History of Root Beer

There are early historical documents in which Shakespeare is noted to have drunk "small beers." This European brew, actually made from an early colonial American recipe, contained 2-12-percent alcohol, and was considered a light, social drink made from herbs, berries and bark.

During American Colonial times, root beer was introduced along with other beverages like Birch Beer, Sarsaparilla Beer, and Ginger Beer.

At the time of prohibition (1920-1933) root beer was so popular it was sometimes called the national temperance drink.

Meanwhile, Charles Hires, Philadelphia pharmacist, was on his honeymoon around the same time when he tasted one of superb family recipes, which belonged to the innkeeper’s wife at the New Jersey lodge where he had taken his bride.

After taking the recipe of herbs, berries and roots home to Philadelphia with him, he began selling a packaged dry mixture to the public made from many of the same ingredients as the original herbal tea.
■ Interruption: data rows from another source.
//! In-memory progress snapshots for polling during ingestion.
//!
//! Each running batch has one writer (the worker executing it) and any
//! number of pollers. Terminal snapshots linger for a grace period so a
//! poller that missed the finish still sees the final counters, then age
//! out; after that the batch row in storage is the source of truth.

use std::collections::HashMap;
use std::sync::{Arc, Mutex};
use std::time::{Duration, Instant};

use uuid::Uuid;

use tabula_model::ProgressSnapshot;

#[derive(Debug, Clone)]
pub struct ProgressConfig {
    /// How long a terminal snapshot stays pollable. Default: 5 minutes.
    pub ttl: Duration,
}

impl Default for ProgressConfig {
    fn default() -> Self {
        ProgressConfig {
            ttl: Duration::from_secs(300),
        }
    }
}

#[derive(Debug)]
struct Entry {
    snapshot: ProgressSnapshot,
    /// Set once the snapshot turns terminal; the entry expires then.
    expires_at: Option<Instant>,
}

impl Entry {
    fn expired(&self, now: Instant) -> bool {
        self.expires_at.is_some_and(|at| at <= now)
    }
}

#[derive(Debug, Clone)]
pub struct ProgressStore {
    ttl: Duration,
    inner: Arc<Mutex<HashMap<Uuid, Entry>>>,
}

impl ProgressStore {
    pub fn new(config: ProgressConfig) -> Self {
        ProgressStore {
            ttl: config.ttl,
            inner: Arc::new(Mutex::new(HashMap::new())),
        }
    }

    /// Publish the first snapshot of a batch.
    pub fn insert(&self, snapshot: ProgressSnapshot) {
        self.put(snapshot, None);
    }

    /// Publish a mid-run snapshot, replacing the previous one.
    pub fn update(&self, snapshot: ProgressSnapshot) {
        self.put(snapshot, None);
    }

    /// Publish the terminal snapshot and start its retention clock.
    pub fn complete(&self, snapshot: ProgressSnapshot) {
        let deadline = Instant::now() + self.ttl;
        self.put(snapshot, Some(deadline));
    }

    fn put(&self, snapshot: ProgressSnapshot, expires_at: Option<Instant>) {
        let mut inner = self.inner.lock().expect("progress store mutex poisoned");
        inner.insert(
            snapshot.batch_id,
            Entry {
                snapshot,
                expires_at,
            },
        );
    }

    /// Current snapshot of a batch, dropping it first if it has aged out.
    pub fn get(&self, batch_id: Uuid) -> Option<ProgressSnapshot> {
        let now = Instant::now();
        let mut inner = self.inner.lock().expect("progress store mutex poisoned");
        match inner.get(&batch_id) {
            Some(entry) if entry.expired(now) => {
                inner.remove(&batch_id);
                None
            }
            Some(entry) => Some(entry.snapshot.clone()),
            None => None,
        }
    }

    /// Drop every aged-out entry, returning how many went.
    pub fn purge_expired(&self) -> usize {
        let now = Instant::now();
        let mut inner = self.inner.lock().expect("progress store mutex poisoned");
        let before = inner.len();
        inner.retain(|_, entry| !entry.expired(now));
        before - inner.len()
    }

    pub fn len(&self) -> usize {
        self.inner.lock().expect("progress store mutex poisoned").len()
    }

    pub fn is_empty(&self) -> bool {
        self.len() == 0
    }
}

#[cfg(test)]
mod tests {
    use super::*;

    use tabula_model::BatchStatus;

    fn snapshot(batch_id: Uuid, processed: u32, status: BatchStatus) -> ProgressSnapshot {
        ProgressSnapshot {
            batch_id,
            total_rows: 10,
            processed_rows: processed,
            success_rows: processed,
            failed_rows: 0,
            percentage: ProgressSnapshot::percentage_of(processed, 10),
            status,
            message: None,
        }
    }

    #[test]
    fn updates_replace_the_snapshot() {
        let store = ProgressStore::new(ProgressConfig::default());
        let id = Uuid::new_v4();

        store.insert(snapshot(id, 0, BatchStatus::Processing));
        store.update(snapshot(id, 7, BatchStatus::Processing));

        let seen = store.get(id).expect("snapshot present");
        assert_eq!(seen.processed_rows, 7);
        assert_eq!(seen.percentage, 70);
        assert_eq!(store.len(), 1);
    }

    #[test]
    fn terminal_snapshots_age_out() {
        let store = ProgressStore::new(ProgressConfig {
            ttl: Duration::from_secs(0),
        });
        let id = Uuid::new_v4();

        store.insert(snapshot(id, 3, BatchStatus::Processing));
        assert!(store.get(id).is_some());

        store.complete(snapshot(id, 10, BatchStatus::Success));
        assert!(store.get(id).is_none(), "zero ttl expires immediately");
        assert!(store.is_empty(), "get drops the aged entry");
    }

    #[test]
    fn live_snapshots_never_age_out() {
        let store = ProgressStore::new(ProgressConfig {
            ttl: Duration::from_secs(0),
        });
        let id = Uuid::new_v4();

        store.update(snapshot(id, 5, BatchStatus::Processing));
        assert_eq!(store.purge_expired(), 0);
        assert!(store.get(id).is_some());
    }

    #[test]
    fn purge_sweeps_only_expired_entries() {
        let store = ProgressStore::new(ProgressConfig {
            ttl: Duration::from_secs(0),
        });
        let done = Uuid::new_v4();
        let running = Uuid::new_v4();

        store.complete(snapshot(done, 10, BatchStatus::Success));
        store.insert(snapshot(running, 2, BatchStatus::Processing));

        assert_eq!(store.purge_expired(), 1);
        assert!(store.get(done).is_none());
        assert!(store.get(running).is_some());
    }
}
Well received, Hires soon developed a liquid concentrate blended together from more than 25 herbs, berries and roots.

A devout Quaker and teetotaler, Hires decided to name his new powder root tea, rather than root beer. This due to it was made of tea brewed from roots and herbs. Then Hires was persuaded to switch the name to ‘root beer’ to appeal larger market of hard-drinking Pennsylvania miners.

Hires’s root beer was nonalcoholic and was considered a health beverage. The public loved the new drink and as a result, Hires introduced commercial root beer to the public in 1876 at the Philadelphia Centennial Exhibition. In no time, it became a popular drink of its day.

In 1884, Hires began producing a liquid extract and a concentrate for use at soda fountain. The Hires family continued to manufacture root beer and in 1893 first sold and distributed root beer in bottle.

A is for Allen, W is for Wright. Roy Allen mixed up a batch so creamy root beer in 1919 after purchasing the formula from an Arizona pharmacist. Allen served it at his newly established root beer stand at 13 Pine Street Lodi, California.

After opening a second location in Sacramento, Allen made an able employee, Frank Wright, his business partner in 1922. Later A and W Root Beer was the most popular beverage served at their rapidly multiplying stands.